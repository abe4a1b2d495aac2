//! ELF64 Executable Generation
//!
//! Generates minimal Linux x86-64 ELF executables.
//! No external linker required.
//!
//! The image is a 64-byte ELF header, two PT_LOAD program headers (text
//! and BSS), and the text payload. The whole file is mapped at the text
//! virtual address, so the text segment's file offset is zero and the
//! entry point skips past the headers to the first emitted instruction.

use std::fs::File;
use std::io::{self, Write};
use std::path::Path;

/// ELF64 file constants
pub mod consts {
    // ELF magic number
    pub const ELF_MAGIC: [u8; 4] = [0x7F, b'E', b'L', b'F'];

    // ELF class
    pub const ELFCLASS64: u8 = 2;

    // Data encoding
    pub const ELFDATA2LSB: u8 = 1; // Little endian

    // ELF version
    pub const EV_CURRENT: u8 = 1;

    // OS/ABI
    pub const ELFOSABI_NONE: u8 = 0; // UNIX System V ABI

    // Object file type
    pub const ET_EXEC: u16 = 2; // Executable file

    // Machine type
    pub const EM_X86_64: u16 = 62;

    // Program header types
    pub const PT_LOAD: u32 = 1;

    // Program header flags
    pub const PF_X: u32 = 1; // Execute
    pub const PF_W: u32 = 2; // Write
    pub const PF_R: u32 = 4; // Read

    // Header sizes
    pub const ELF64_EHDR_SIZE: u16 = 64;
    pub const ELF64_PHDR_SIZE: u16 = 56;

    /// Virtual address of the text segment (System V psABI convention)
    pub const TEXT_VADDR: u64 = 0x400000;

    /// Virtual address of the BSS segment, disjoint from the text range
    pub const BSS_VADDR: u64 = 0x600000;

    /// Segment alignment (2 MiB pages)
    pub const SEGMENT_ALIGN: u64 = 0x200000;

    /// File offset of the text payload: ELF header + two program headers
    pub const TEXT_OFFSET: u64 = ELF64_EHDR_SIZE as u64 + 2 * ELF64_PHDR_SIZE as u64;
}

/// ELF64 file header
#[derive(Debug, Clone)]
pub struct Elf64Header {
    pub e_type: u16,      // Object file type
    pub e_machine: u16,   // Machine type
    pub e_version: u32,   // Object file version
    pub e_entry: u64,     // Entry point address
    pub e_phoff: u64,     // Program header offset
    pub e_shoff: u64,     // Section header offset
    pub e_flags: u32,     // Processor-specific flags
    pub e_ehsize: u16,    // ELF header size
    pub e_phentsize: u16, // Program header entry size
    pub e_phnum: u16,     // Number of program headers
    pub e_shentsize: u16, // Section header entry size
    pub e_shnum: u16,     // Number of section headers
    pub e_shstrndx: u16,  // Section name string table index
}

impl Default for Elf64Header {
    fn default() -> Self {
        Self {
            e_type: consts::ET_EXEC,
            e_machine: consts::EM_X86_64,
            e_version: consts::EV_CURRENT as u32,
            e_entry: 0,
            e_phoff: consts::ELF64_EHDR_SIZE as u64,
            e_shoff: 0, // No section headers for minimal executable
            e_flags: 0,
            e_ehsize: consts::ELF64_EHDR_SIZE,
            e_phentsize: consts::ELF64_PHDR_SIZE,
            e_phnum: 2,
            e_shentsize: 0,
            e_shnum: 0,
            e_shstrndx: 0,
        }
    }
}

impl Elf64Header {
    pub fn write<W: Write>(&self, w: &mut W) -> io::Result<()> {
        // e_ident (16 bytes)
        w.write_all(&consts::ELF_MAGIC)?;
        w.write_all(&[consts::ELFCLASS64])?; // EI_CLASS
        w.write_all(&[consts::ELFDATA2LSB])?; // EI_DATA
        w.write_all(&[consts::EV_CURRENT])?; // EI_VERSION
        w.write_all(&[consts::ELFOSABI_NONE])?; // EI_OSABI
        w.write_all(&[0u8; 8])?; // EI_PAD

        // Rest of header
        w.write_all(&self.e_type.to_le_bytes())?;
        w.write_all(&self.e_machine.to_le_bytes())?;
        w.write_all(&self.e_version.to_le_bytes())?;
        w.write_all(&self.e_entry.to_le_bytes())?;
        w.write_all(&self.e_phoff.to_le_bytes())?;
        w.write_all(&self.e_shoff.to_le_bytes())?;
        w.write_all(&self.e_flags.to_le_bytes())?;
        w.write_all(&self.e_ehsize.to_le_bytes())?;
        w.write_all(&self.e_phentsize.to_le_bytes())?;
        w.write_all(&self.e_phnum.to_le_bytes())?;
        w.write_all(&self.e_shentsize.to_le_bytes())?;
        w.write_all(&self.e_shnum.to_le_bytes())?;
        w.write_all(&self.e_shstrndx.to_le_bytes())?;

        Ok(())
    }
}

/// ELF64 program header
#[derive(Debug, Clone)]
pub struct Elf64ProgramHeader {
    pub p_type: u32,   // Segment type
    pub p_flags: u32,  // Segment flags
    pub p_offset: u64, // Segment file offset
    pub p_vaddr: u64,  // Segment virtual address
    pub p_paddr: u64,  // Segment physical address
    pub p_filesz: u64, // Segment size in file
    pub p_memsz: u64,  // Segment size in memory
    pub p_align: u64,  // Segment alignment
}

impl Elf64ProgramHeader {
    pub fn write<W: Write>(&self, w: &mut W) -> io::Result<()> {
        w.write_all(&self.p_type.to_le_bytes())?;
        w.write_all(&self.p_flags.to_le_bytes())?;
        w.write_all(&self.p_offset.to_le_bytes())?;
        w.write_all(&self.p_vaddr.to_le_bytes())?;
        w.write_all(&self.p_paddr.to_le_bytes())?;
        w.write_all(&self.p_filesz.to_le_bytes())?;
        w.write_all(&self.p_memsz.to_le_bytes())?;
        w.write_all(&self.p_align.to_le_bytes())?;
        Ok(())
    }
}

/// ELF64 executable builder: text section + BSS size -> executable image
#[derive(Debug, Default)]
pub struct Elf64Builder {
    text: Vec<u8>,
    bss_size: u32,
}

impl Elf64Builder {
    pub fn new() -> Self {
        Self::default()
    }

    /// Set the text section (raw machine code)
    pub fn text(mut self, text: Vec<u8>) -> Self {
        self.text = text;
        self
    }

    /// Set the size of the zero-initialized BSS segment
    pub fn bss_size(mut self, size: u32) -> Self {
        self.bss_size = size;
        self
    }

    /// Build the complete ELF file
    pub fn build(self) -> Vec<u8> {
        let text_size = self.text.len() as u64;

        let ehdr = Elf64Header {
            e_entry: consts::TEXT_VADDR + consts::TEXT_OFFSET,
            ..Default::default()
        };

        // Text: the whole file is mapped, so the offset is zero and the
        // entry point accounts for the header bytes.
        let text_phdr = Elf64ProgramHeader {
            p_type: consts::PT_LOAD,
            p_flags: consts::PF_R | consts::PF_X,
            p_offset: 0,
            p_vaddr: consts::TEXT_VADDR,
            p_paddr: consts::TEXT_VADDR,
            p_filesz: text_size,
            p_memsz: text_size,
            p_align: consts::SEGMENT_ALIGN,
        };

        // BSS: nothing in the file image; the kernel zero-fills memsz bytes.
        let bss_phdr = Elf64ProgramHeader {
            p_type: consts::PT_LOAD,
            p_flags: consts::PF_R | consts::PF_W | consts::PF_X,
            p_offset: 0,
            p_vaddr: consts::BSS_VADDR,
            p_paddr: consts::BSS_VADDR,
            p_filesz: 0,
            p_memsz: self.bss_size as u64,
            p_align: consts::SEGMENT_ALIGN,
        };

        let mut buf = Vec::with_capacity(consts::TEXT_OFFSET as usize + self.text.len());
        ehdr.write(&mut buf).unwrap();
        text_phdr.write(&mut buf).unwrap();
        bss_phdr.write(&mut buf).unwrap();
        buf.extend_from_slice(&self.text);

        buf
    }
}

/// Write an executable image to disk and set the executable bit (Unix).
pub fn write_executable(path: &Path, image: &[u8]) -> io::Result<()> {
    let mut file = File::create(path)?;
    file.write_all(image)?;

    #[cfg(unix)]
    {
        use std::os::unix::fs::PermissionsExt;
        let mut perms = file.metadata()?.permissions();
        perms.set_mode(0o755);
        std::fs::set_permissions(path, perms)?;
    }

    Ok(())
}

_TASK GOAL_
Your answer consists solely of the lines from the top of the records above through the line that contains "program headers (text", each echoed exactly.

_OUTPUT_
repository abe4a1b2d495aac2
//! ELF64 Executable Generation
//!
//! Generates minimal Linux x86-64 ELF executables.
//! No external linker required.
//!
//! The image is a 64-byte ELF header, two PT_LOAD program headers (text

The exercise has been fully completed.